→ **What to work on**:
So that nothing is lost, write out all the lines below exactly.

************

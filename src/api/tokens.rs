use axum::{Json, extract::State};
use std::sync::Arc;

use super::auth::BearerToken;
use super::validation::validate_token_id;
use super::{ApiError, ApiResponse, AppState, MessageResponse, RevokeTokenRequest};
use crate::gateway::tokens::TokenSummary;

/// GET /tokens/current
pub async fn current_token(
    State(state): State<Arc<AppState>>,
    token: BearerToken,
) -> Result<Json<ApiResponse<TokenSummary>>, ApiError> {
    let summary = state.auth().current_token(token.as_deref()).await?;
    Ok(Json(ApiResponse::success(summary)))
}

/// GET /tokens
/// Every token of the caller, newest first
pub async fn list_tokens(
    State(state): State<Arc<AppState>>,
    token: BearerToken,
) -> Result<Json<ApiResponse<Vec<TokenSummary>>>, ApiError> {
    let tokens = state.auth().list_tokens(token.as_deref()).await?;
    Ok(Json(ApiResponse::success(tokens)))
}

/// POST /tokens/revoke
pub async fn revoke_token(
    State(state): State<Arc<AppState>>,
    token: BearerToken,
    Json(payload): Json<RevokeTokenRequest>,
) -> Result<Json<ApiResponse<MessageResponse>>, ApiError> {
    let target = validate_token_id(payload.id)?;

    state.auth().revoke_token(token.as_deref(), target).await?;

    Ok(Json(ApiResponse::success(MessageResponse::new(
        "Access token revoked",
    ))))
}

************

→ **Written answer**:
filename src/api/tokens.rs
use axum::{Json, extract::State};
use std::sync::Arc;

use super::auth::BearerToken;
use super::validation::validate_token_id;
use super::{ApiError, ApiResponse, AppState, MessageResponse, RevokeTokenRequest};
use crate::gateway::tokens::TokenSummary;

/// GET /tokens/current
pub async fn current_token(
    State(state): State<Arc<AppState>>,
    token: BearerToken,
) -> Result<Json<ApiResponse<TokenSummary>>, ApiError> {
    let summary = state.auth().current_token(token.as_deref()).await?;
    Ok(Json(ApiResponse::success(summary)))
}

/// GET /tokens
/// Every token of the caller, newest first
pub async fn list_tokens(
    State(state): State<Arc<AppState>>,
    token: BearerToken,
) -> Result<Json<ApiResponse<Vec<TokenSummary>>>, ApiError> {
    let tokens = state.auth().list_tokens(token.as_deref()).await?;
    Ok(Json(ApiResponse::success(tokens)))
}

/// POST /tokens/revoke
pub async fn revoke_token(
    State(state): State<Arc<AppState>>,
    token: BearerToken,
    Json(payload): Json<RevokeTokenRequest>,
) -> Result<Json<ApiResponse<MessageResponse>>, ApiError> {
    let target = validate_token_id(payload.id)?;

    state.auth().revoke_token(token.as_deref(), target).await?;

    Ok(Json(ApiResponse::success(MessageResponse::new(
        "Access token revoked",
    ))))
}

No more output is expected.